| What you are asked to do |
Within the data, how many lines hold the word "StrategyLibraryError"? Answer with nothing but the number.

| Source material |

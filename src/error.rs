use crate::accounts::{CollectionsServiceError, ImportError, RepositoryError};
use crate::config::ConfigError;
use crate::strategy::{StrategyLibraryError, StrategyLoadError};
use crate::telemetry::TelemetryError;
use axum::http::StatusCode;
use axum::response::{IntoResponse, Response};
use axum::Json;
use serde_json::json;
use std::fmt;

#[derive(Debug)]
pub enum AppError {
    Config(ConfigError),
    Telemetry(TelemetryError),
    Io(std::io::Error),
    Import(ImportError),
    Strategy(StrategyLoadError),
    Service(CollectionsServiceError),
}

impl AppError {
    fn status(&self) -> StatusCode {
        match self {
            AppError::Service(CollectionsServiceError::Repository(RepositoryError::NotFound))
            | AppError::Service(CollectionsServiceError::Library(
                StrategyLibraryError::NotFound(_),
            )) => StatusCode::NOT_FOUND,
            AppError::Import(_) | AppError::Strategy(_) => StatusCode::BAD_REQUEST,
            AppError::Config(_)
            | AppError::Telemetry(_)
            | AppError::Io(_)
            | AppError::Service(_) => StatusCode::INTERNAL_SERVER_ERROR,
        }
    }
}

impl fmt::Display for AppError {
    fn fmt(&self, f: &mut fmt::Formatter<'_>) -> fmt::Result {
        match self {
            AppError::Config(err) => write!(f, "configuration error: {}", err),
            AppError::Telemetry(err) => write!(f, "telemetry error: {}", err),
            AppError::Io(err) => write!(f, "io error: {}", err),
            AppError::Import(err) => write!(f, "import error: {}", err),
            AppError::Strategy(err) => write!(f, "strategy error: {}", err),
            AppError::Service(err) => write!(f, "{}", err),
        }
    }
}

impl std::error::Error for AppError {
    fn source(&self) -> Option<&(dyn std::error::Error + 'static)> {
        match self {
            AppError::Config(err) => Some(err),
            AppError::Telemetry(err) => Some(err),
            AppError::Io(err) => Some(err),
            AppError::Import(err) => Some(err),
            AppError::Strategy(err) => Some(err),
            AppError::Service(err) => Some(err),
        }
    }
}

impl IntoResponse for AppError {
    fn into_response(self) -> Response {
        let status = self.status();
        let body = Json(json!({ "error": self.to_string() }));
        (status, body).into_response()
    }
}

impl From<ConfigError> for AppError {
    fn from(value: ConfigError) -> Self {
        Self::Config(value)
    }
}

impl From<TelemetryError> for AppError {
    fn from(value: TelemetryError) -> Self {
        Self::Telemetry(value)
    }
}

impl From<std::io::Error> for AppError {
    fn from(value: std::io::Error) -> Self {
        Self::Io(value)
    }
}

impl From<ImportError> for AppError {
    fn from(value: ImportError) -> Self {
        Self::Import(value)
    }
}

impl From<StrategyLoadError> for AppError {
    fn from(value: StrategyLoadError) -> Self {
        Self::Strategy(value)
    }
}

impl From<CollectionsServiceError> for AppError {
    fn from(value: CollectionsServiceError) -> Self {
        Self::Service(value)
    }
}

#[cfg(test)]
mod tests {
    use super::*;

    #[test]
    fn maps_missing_records_to_not_found() {
        let missing_account = AppError::from(CollectionsServiceError::Repository(
            RepositoryError::NotFound,
        ));
        assert_eq!(missing_account.status(), StatusCode::NOT_FOUND);

        let missing_strategy = AppError::from(CollectionsServiceError::Library(
            StrategyLibraryError::NotFound("strategy_0009".to_string()),
        ));
        assert_eq!(missing_strategy.status(), StatusCode::NOT_FOUND);
        assert_eq!(missing_strategy.to_string(), "strategy strategy_0009 not found");
    }

    #[test]
    fn maps_infrastructure_failures_to_server_error() {
        let poisoned = AppError::from(CollectionsServiceError::StatePoisoned(
            "queue writer".to_string(),
        ));
        assert_eq!(poisoned.status(), StatusCode::INTERNAL_SERVER_ERROR);
        assert_eq!(
            AppError::from(ConfigError::InvalidPort).status(),
            StatusCode::INTERNAL_SERVER_ERROR
        );
    }

    #[test]
    fn malformed_documents_are_bad_requests() {
        let err = serde_json::from_str::<serde_json::Value>("{").expect_err("invalid json");
        let strategy = AppError::from(StrategyLoadError::from(err));
        assert_eq!(strategy.status(), StatusCode::BAD_REQUEST);
    }
}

| Result of the task |
3